■ Data extracts ■

*** Block opens ***

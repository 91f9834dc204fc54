//! Containment queries: structural (`@>`) and key-based (`@>>`).
//!
//! Both start with a Bloom rejection (see [`crate::bloom`]) before falling
//! back to a real recursive search, since the Bloom test can only prove
//! absence, never presence.

use crate::bloom;
use crate::equality::equal;
use crate::error::Result;
use crate::navigator::Cursor;
use crate::tag::ValueType;

/// `true` if some subexpression of `container`, at any depth, is
/// structurally [`equal`] to `needle`.
///
/// Grounded on `contains_fast_scan`: a value contains itself, and a list
/// contains whatever any of its elements (recursively) contains.
pub fn contains(container: &Cursor, needle: &Cursor) -> Result<bool> {
    let container_sig = bloom::signature(container)?;
    let needle_sig = bloom::signature(needle)?;
    if !bloom::may_contain(container_sig, needle_sig) {
        return Ok(false);
    }
    contains_scan(container, needle)
}

fn contains_scan(container: &Cursor, needle: &Cursor) -> Result<bool> {
    if equal(container, needle)? {
        return Ok(true);
    }
    if container.is_list()? {
        for child in container.children()? {
            if contains_scan(&child, needle)? {
                return Ok(true);
            }
        }
    }
    Ok(false)
}

/// Key-based containment: `true` if `needle` matches `container` at some
/// depth under key semantics.
///
/// An atomic `needle` matches like [`contains`]. A list `needle`
/// `(head x y ...)` matches a list `(head a b c ...)` when both heads are
/// [`equal`] and every element of the needle's tail has a distinct match
/// somewhere in the container's tail, in any order — `(k 1 2)` is
/// contained in `(k 2 1 3)` but not in `(k 1)`, and two needle elements
/// cannot both claim the same container element.
///
/// Grounded on `contains_key_search`/`key_contains_recursive`, with one
/// fix: the source's tail search marks no container position as used, so
/// a single container element can satisfy more than one needle element
/// (e.g. `(k 1 1)` would wrongly match `(k 1 2)`). This implementation
/// tracks claimed positions explicitly.
pub fn contains_key(container: &Cursor, needle: &Cursor) -> Result<bool> {
    let container_sig = bloom::signature(container)?;
    let needle_sig = bloom::signature(needle)?;
    if !bloom::may_contain(container_sig, needle_sig) {
        return Ok(false);
    }
    contains_key_scan(container, needle)
}

fn contains_key_scan(container: &Cursor, needle: &Cursor) -> Result<bool> {
    if needle.type_of()? != ValueType::List {
        if equal(container, needle)? {
            return Ok(true);
        }
    } else if container.type_of()? == ValueType::List && key_matches(container, needle)? {
        return Ok(true);
    }

    if container.is_list()? {
        for child in container.children()? {
            if needle.type_of()? == ValueType::List && child.type_of()? != ValueType::List {
                continue;
            }
            if contains_key_scan(&child, needle)? {
                return Ok(true);
            }
        }
    }
    Ok(false)
}

/// Whether list `needle` key-matches list `container` at this exact
/// level: equal heads, and every tail element of `needle` claims a
/// distinct tail element of `container`.
fn key_matches(container: &Cursor, needle: &Cursor) -> Result<bool> {
    let container_children = container.children()?;
    let needle_children = needle.children()?;

    if needle_children.is_empty() {
        return Ok(true);
    }
    if container_children.len() < needle_children.len() {
        return Ok(false);
    }
    if !equal(&container_children[0], &needle_children[0])? {
        return Ok(false);
    }
    if needle_children.len() == 1 {
        return Ok(true);
    }

    let mut used = vec![false; container_children.len()];
    used[0] = true;

    'needle: for n in &needle_children[1..] {
        for (i, c) in container_children.iter().enumerate().skip(1) {
            if used[i] {
                continue;
            }
            if element_key_matches(c, n)? {
                used[i] = true;
                continue 'needle;
            }
        }
        return Ok(false);
    }
    Ok(true)
}

/// An atom needle matches by equality; a list needle matches by
/// [`key_matches`] against a list candidate.
fn element_key_matches(candidate: &Cursor, needle: &Cursor) -> Result<bool> {
    if needle.type_of()? != ValueType::List {
        equal(candidate, needle)
    } else if candidate.type_of()? == ValueType::List {
        key_matches(candidate, needle)
    } else {
        Ok(false)
    }
}

#[cfg(test)]
mod tests {
    use super::*;
    use crate::reader::Reader;
    use crate::value::Value;
    use crate::writer::write;

    fn contains_values(container: &Value, needle: &Value) -> bool {
        let cb = write(container).unwrap();
        let nb = write(needle).unwrap();
        let cr = Reader::open(&cb).unwrap();
        let nr = Reader::open(&nb).unwrap();
        contains(&cr.root(), &nr.root()).unwrap()
    }

    fn contains_key_values(container: &Value, needle: &Value) -> bool {
        let cb = write(container).unwrap();
        let nb = write(needle).unwrap();
        let cr = Reader::open(&cb).unwrap();
        let nr = Reader::open(&nb).unwrap();
        contains_key(&cr.root(), &nr.root()).unwrap()
    }

    #[test]
    fn container_contains_nested_atom() {
        let container = Value::List(vec![
            Value::Integer(1),
            Value::List(vec![Value::Integer(2), Value::Integer(3)]),
        ]);
        assert!(contains_values(&container, &Value::Integer(3)));
        assert!(!contains_values(&container, &Value::Integer(4)));
    }

    #[test]
    fn container_contains_itself() {
        let v = Value::List(vec![Value::Integer(1)]);
        assert!(contains_values(&v, &v));
    }

    #[test]
    fn key_containment_matches_by_head_and_order_independent_tail() {
        let container = Value::List(vec![
            Value::symbol("k"),
            Value::Integer(2),
            Value::Integer(1),
            Value::Integer(3),
        ]);
        let needle = Value::List(vec![Value::symbol("k"), Value::Integer(1), Value::Integer(2)]);
        assert!(contains_key_values(&container, &needle));
    }

    #[test]
    fn key_containment_needs_distinct_positions() {
        let container = Value::List(vec![Value::symbol("k"), Value::Integer(1), Value::Integer(2)]);
        let needle = Value::List(vec![Value::symbol("k"), Value::Integer(1), Value::Integer(1)]);
        assert!(!contains_key_values(&container, &needle));
    }

    #[test]
    fn key_containment_rejects_mismatched_head() {
        let container = Value::List(vec![Value::symbol("k"), Value::Integer(1)]);
        let needle = Value::List(vec![Value::symbol("other"), Value::Integer(1)]);
        assert!(!contains_key_values(&container, &needle));
    }

    #[test]
    fn key_containment_searches_nested_lists() {
        let container = Value::List(vec![
            Value::symbol("outer"),
            Value::List(vec![Value::symbol("k"), Value::Integer(1), Value::Integer(2)]),
        ]);
        let needle = Value::List(vec![Value::symbol("k"), Value::Integer(2)]);
        assert!(contains_key_values(&container, &needle));
    }
}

*** Block closes ***

■ What you have to do ■
Out of the data above, set down the lines from the one with "pub fn contains(container: &Cursor, needle: &Cursor)" to the one with "pub fn contains_key(container: &Cursor, needle: &Cursor)", both included, exactly as written and with no additions.

■ Result of this task ■
pub fn contains(container: &Cursor, needle: &Cursor) -> Result<bool> {
    let container_sig = bloom::signature(container)?;
    let needle_sig = bloom::signature(needle)?;
    if !bloom::may_contain(container_sig, needle_sig) {
        return Ok(false);
    }
    contains_scan(container, needle)
}

fn contains_scan(container: &Cursor, needle: &Cursor) -> Result<bool> {
    if equal(container, needle)? {
        return Ok(true);
    }
    if container.is_list()? {
        for child in container.children()? {
            if contains_scan(&child, needle)? {
                return Ok(true);
            }
        }
    }
    Ok(false)
}

/// Key-based containment: `true` if `needle` matches `container` at some
/// depth under key semantics.
///
/// An atomic `needle` matches like [`contains`]. A list `needle`
/// `(head x y ...)` matches a list `(head a b c ...)` when both heads are
/// [`equal`] and every element of the needle's tail has a distinct match
/// somewhere in the container's tail, in any order — `(k 1 2)` is
/// contained in `(k 2 1 3)` but not in `(k 1)`, and two needle elements
/// cannot both claim the same container element.
///
/// Grounded on `contains_key_search`/`key_contains_recursive`, with one
/// fix: the source's tail search marks no container position as used, so
/// a single container element can satisfy more than one needle element
/// (e.g. `(k 1 1)` would wrongly match `(k 1 2)`). This implementation
/// tracks claimed positions explicitly.
pub fn contains_key(container: &Cursor, needle: &Cursor) -> Result<bool> {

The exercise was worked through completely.